### WHAT THE TASK ASKS
Copy, from the data below, every line that has "fresh" in it.
(ENTRIES SHOWN Opens)
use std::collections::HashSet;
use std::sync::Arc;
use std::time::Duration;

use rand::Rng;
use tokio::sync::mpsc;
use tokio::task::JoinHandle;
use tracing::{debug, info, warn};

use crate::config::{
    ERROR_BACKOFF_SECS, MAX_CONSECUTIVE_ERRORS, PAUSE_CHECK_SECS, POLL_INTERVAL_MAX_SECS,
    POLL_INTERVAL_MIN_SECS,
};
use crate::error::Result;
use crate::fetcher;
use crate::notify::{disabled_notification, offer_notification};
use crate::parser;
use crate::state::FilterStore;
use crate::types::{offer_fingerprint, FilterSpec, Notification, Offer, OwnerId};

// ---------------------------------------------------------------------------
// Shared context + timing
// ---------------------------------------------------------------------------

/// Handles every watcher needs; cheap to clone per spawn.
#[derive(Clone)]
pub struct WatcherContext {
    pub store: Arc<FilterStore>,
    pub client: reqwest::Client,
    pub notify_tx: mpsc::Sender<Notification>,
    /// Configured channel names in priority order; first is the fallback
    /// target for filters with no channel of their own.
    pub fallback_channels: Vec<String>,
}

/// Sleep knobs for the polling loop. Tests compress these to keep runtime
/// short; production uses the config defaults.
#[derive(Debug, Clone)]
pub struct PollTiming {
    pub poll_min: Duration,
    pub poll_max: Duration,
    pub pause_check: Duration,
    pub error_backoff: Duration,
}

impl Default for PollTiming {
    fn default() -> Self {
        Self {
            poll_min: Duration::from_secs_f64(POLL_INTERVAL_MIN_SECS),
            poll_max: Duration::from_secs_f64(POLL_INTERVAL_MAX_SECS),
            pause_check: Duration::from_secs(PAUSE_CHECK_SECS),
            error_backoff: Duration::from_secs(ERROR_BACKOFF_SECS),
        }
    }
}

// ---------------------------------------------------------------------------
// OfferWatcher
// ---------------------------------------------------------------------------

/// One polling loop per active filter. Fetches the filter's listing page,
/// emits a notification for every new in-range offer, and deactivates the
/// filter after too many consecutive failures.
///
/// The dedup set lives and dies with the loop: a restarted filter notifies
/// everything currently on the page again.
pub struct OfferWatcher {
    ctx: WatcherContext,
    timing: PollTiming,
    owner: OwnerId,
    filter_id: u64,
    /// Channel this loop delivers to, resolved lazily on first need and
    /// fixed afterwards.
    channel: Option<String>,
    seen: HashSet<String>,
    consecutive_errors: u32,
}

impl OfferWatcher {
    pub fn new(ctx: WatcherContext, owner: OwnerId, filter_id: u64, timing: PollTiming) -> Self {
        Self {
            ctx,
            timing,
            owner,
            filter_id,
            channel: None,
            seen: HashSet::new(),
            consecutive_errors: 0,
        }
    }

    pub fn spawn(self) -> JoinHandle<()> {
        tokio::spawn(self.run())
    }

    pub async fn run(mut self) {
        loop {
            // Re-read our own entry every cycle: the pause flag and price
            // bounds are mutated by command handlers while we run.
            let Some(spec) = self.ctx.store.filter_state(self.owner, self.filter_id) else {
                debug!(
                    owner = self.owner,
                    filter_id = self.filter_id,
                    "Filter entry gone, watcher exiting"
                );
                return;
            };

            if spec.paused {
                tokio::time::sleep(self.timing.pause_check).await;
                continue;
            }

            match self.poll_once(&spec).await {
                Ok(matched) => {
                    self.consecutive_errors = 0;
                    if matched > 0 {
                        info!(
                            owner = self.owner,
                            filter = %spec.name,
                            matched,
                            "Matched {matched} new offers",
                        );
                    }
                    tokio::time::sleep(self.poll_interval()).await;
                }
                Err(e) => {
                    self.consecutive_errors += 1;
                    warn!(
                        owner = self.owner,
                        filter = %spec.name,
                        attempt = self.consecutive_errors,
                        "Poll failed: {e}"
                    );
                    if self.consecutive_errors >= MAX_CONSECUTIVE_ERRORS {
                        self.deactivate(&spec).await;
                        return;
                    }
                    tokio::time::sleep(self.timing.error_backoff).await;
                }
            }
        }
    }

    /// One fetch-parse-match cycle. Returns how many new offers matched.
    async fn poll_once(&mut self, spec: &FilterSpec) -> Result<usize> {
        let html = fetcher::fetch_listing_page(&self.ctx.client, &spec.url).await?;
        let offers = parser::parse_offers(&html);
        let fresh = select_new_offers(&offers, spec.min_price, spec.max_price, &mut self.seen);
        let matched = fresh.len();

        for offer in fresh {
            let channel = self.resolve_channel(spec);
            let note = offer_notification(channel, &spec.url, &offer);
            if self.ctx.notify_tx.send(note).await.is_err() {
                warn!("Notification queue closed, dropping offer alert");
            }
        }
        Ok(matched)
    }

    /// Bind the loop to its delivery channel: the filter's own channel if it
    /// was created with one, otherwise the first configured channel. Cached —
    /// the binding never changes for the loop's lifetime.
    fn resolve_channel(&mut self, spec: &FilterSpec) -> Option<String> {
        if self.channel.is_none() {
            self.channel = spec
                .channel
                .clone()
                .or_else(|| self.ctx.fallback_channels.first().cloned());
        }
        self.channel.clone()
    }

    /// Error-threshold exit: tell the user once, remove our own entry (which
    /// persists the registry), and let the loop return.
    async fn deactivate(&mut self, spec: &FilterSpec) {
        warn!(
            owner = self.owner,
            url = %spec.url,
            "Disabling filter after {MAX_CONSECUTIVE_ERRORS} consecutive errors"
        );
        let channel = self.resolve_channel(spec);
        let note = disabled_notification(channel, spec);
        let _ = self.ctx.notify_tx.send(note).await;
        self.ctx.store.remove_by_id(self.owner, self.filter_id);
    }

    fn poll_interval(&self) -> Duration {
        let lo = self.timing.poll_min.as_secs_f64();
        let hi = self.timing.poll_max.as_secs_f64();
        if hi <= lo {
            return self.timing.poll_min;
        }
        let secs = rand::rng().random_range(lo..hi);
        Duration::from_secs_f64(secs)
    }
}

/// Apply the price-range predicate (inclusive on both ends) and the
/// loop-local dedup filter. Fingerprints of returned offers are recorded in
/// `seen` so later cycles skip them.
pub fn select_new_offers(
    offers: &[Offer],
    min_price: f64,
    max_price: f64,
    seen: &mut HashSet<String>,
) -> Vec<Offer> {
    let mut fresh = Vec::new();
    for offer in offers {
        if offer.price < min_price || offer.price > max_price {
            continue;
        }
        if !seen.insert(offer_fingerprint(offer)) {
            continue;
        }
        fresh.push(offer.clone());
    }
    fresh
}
(ENTRIES SHOWN Closes)
### SOLUTION TO THE PROBLEM
        let fresh = select_new_offers(&offers, spec.min_price, spec.max_price, &mut self.seen);
        let matched = fresh.len();
        for offer in fresh {
    let mut fresh = Vec::new();
        fresh.push(offer.clone());
    fresh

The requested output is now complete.